Chinese President Xi Jinping greeted Indian Prime Minister Narendra Modi on Friday at the provincial museum in the city of Wuhan at the start of two days of talks between the heads of the world’s two most populous nations.

Indian media outlets, quoting unidentified top officials, reported the leaders would begin their interactions with one-on-one talks, followed by further discussions and a dinner lakeside at a resort that had been a favorite of former Chinese leader Mao Zedong.

They will continue talks on Saturday with a walk along the lake, a boat ride and lunch together.

The Indian Ministry of External Affairs spokesman Raveesh Kumar tweeted that the leaders would “review the developments in our bilateral relations from a strategic and long-term perspective.”

China-India relations date back centuries but in recent decades have been characterized by competition for leadership in Asia.

The countries fought a border war in 1962 and last year engaged in a 10-week standoff in the neighboring state of Bhutan. New Delhi has also been alarmed by China’s moves to build strategic and economic ties with Indian Ocean nations including Sri Lanka, the Maldives and India’s longtime rival Pakistan.

China for its part resents India’s hosting of exiled Tibetan spiritual leader, the Dalai Lama, and its control of territory Beijing says belongs to it.

China claims some 90,000 square kilometers (35,000 square miles) of territory in India’s northeast, while India says China occupies 38,000 square kilometers (15,000 square miles) of its territory on the Aksai Chin Plateau in the western Himalayas. Officials have met at least 20 times to discuss the competing border claims without making significant progress.

Following the most protracted standoff in years, India last year agreed to pull back troops from the disputed Doklam Plateau high in the Himalayas, where Chinese troops had started constructing a road.

Despite such differences, Modi hopes China can help drive Indian economic growth ahead of national elections next year. However, his administration has been reluctant to engage with Beijing’s “Belt and Road” initiative linking its economies to those of Asia, the Middle East, Africa and Europe through massive loans and investments.

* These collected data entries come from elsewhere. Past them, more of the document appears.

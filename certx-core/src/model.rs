//! Inputs and results of the core services.

use certx_providers::{
    common_models::{
        certificate::{CertificateFile, CredentialDescriptor},
        credential_type::CredentialTypeId,
        user::{UserId, UserRole},
    },
    registry::model::{VerificationSource, VerifiedCertificate},
    status::PresentationStatus,
    validity::ExpirationChoice,
};
use time::Date;

#[derive(Clone, Debug, Default)]
pub struct UploadCertificateInput {
    pub file: Option<CertificateFile>,
    pub holder_name: String,
    pub descriptor: CredentialDescriptor,
    /// Defaults to the upload time.
    pub issued_date: Option<Date>,
}

#[derive(Clone, Debug, Default)]
pub struct IssueCertificateInput {
    pub file: Option<CertificateFile>,
    pub holder_name: String,
    pub descriptor: CredentialDescriptor,
    pub issued_date: Option<Date>,
    /// Ignored for permanent credential types.
    pub expiration: Option<ExpirationChoice>,
    pub recipient_user_id: Option<UserId>,
}

/// Shared by approval and expiration updates.
#[derive(Clone, Debug, Default)]
pub struct ExpirationInput {
    pub issued_date: Option<Date>,
    pub expiration: Option<ExpirationChoice>,
}

#[derive(Clone, Debug, Default)]
pub struct RejectCertificateInput {
    pub reason: String,
    pub allow_reupload: bool,
}

#[derive(Clone, Debug, Default)]
pub struct ReuploadCertificateInput {
    pub file: Option<CertificateFile>,
    /// Reuse the file of the rejected certificate instead of sending a new one.
    pub use_original_file: bool,
    pub note: String,
    pub holder_name: String,
    pub descriptor: CredentialDescriptor,
    /// Only honoured with a new file; reusing the original file dates the resubmission
    /// to now.
    pub issued_date: Option<Date>,
}

#[derive(Clone, Debug, Default)]
pub struct TransferCertificateInput {
    pub new_user_id: Option<UserId>,
    pub note: String,
    /// Shown on the certificate instead of the target user's name. The account is not
    /// renamed.
    pub display_name_override: Option<String>,
}

#[derive(Clone, Debug, Eq, PartialEq)]
pub struct Verification {
    pub status: PresentationStatus,
    pub source: VerificationSource,
    pub metadata_uri: Option<String>,
    pub certificate: Option<VerifiedCertificate>,
}

/// Periods arrive as the two raw counts; exactly one of them must be set.
#[derive(Clone, Debug)]
pub struct CreateValidityOptionInput {
    pub credential_type_id: CredentialTypeId,
    pub period_months: Option<u32>,
    pub period_days: Option<u32>,
    pub note: Option<String>,
}

#[derive(Clone, Debug, Default)]
pub struct UpdateValidityOptionInput {
    /// Leave both unset to keep the current period.
    pub period_months: Option<u32>,
    pub period_days: Option<u32>,
    pub note: Option<Option<String>>,
}

#[derive(Clone, Debug)]
pub struct CreateUserInput {
    pub email: String,
    pub name: String,
    pub address: Option<String>,
    pub role: UserRole,
}

#[derive(Clone, Debug, Default)]
pub struct UpdateUserInput {
    pub name: Option<String>,
    pub address: Option<String>,
    pub role: Option<UserRole>,
    pub enabled: Option<bool>,
}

Given the difficult state of relations, the informal summit should be seen as a conscientious attempt to steer ties in a new direction, said Wang Lian, a professor at elite Peking University’s School of International Relations.

“This meticulously planned meeting will offer the leaders more time to discuss current issues and the future blueprint for bilateral relations,” Wang said.

Modi will be traveling to China again in June for a summit of the eight-member Shanghai Cooperation Organization dominated by Beijing and Moscow.

Along with China, Russia and India, that group includes the Central Asian states of Kazakhstan, Kyrgyzstan, Tajikistan, Uzbekistan as well as Pakistan.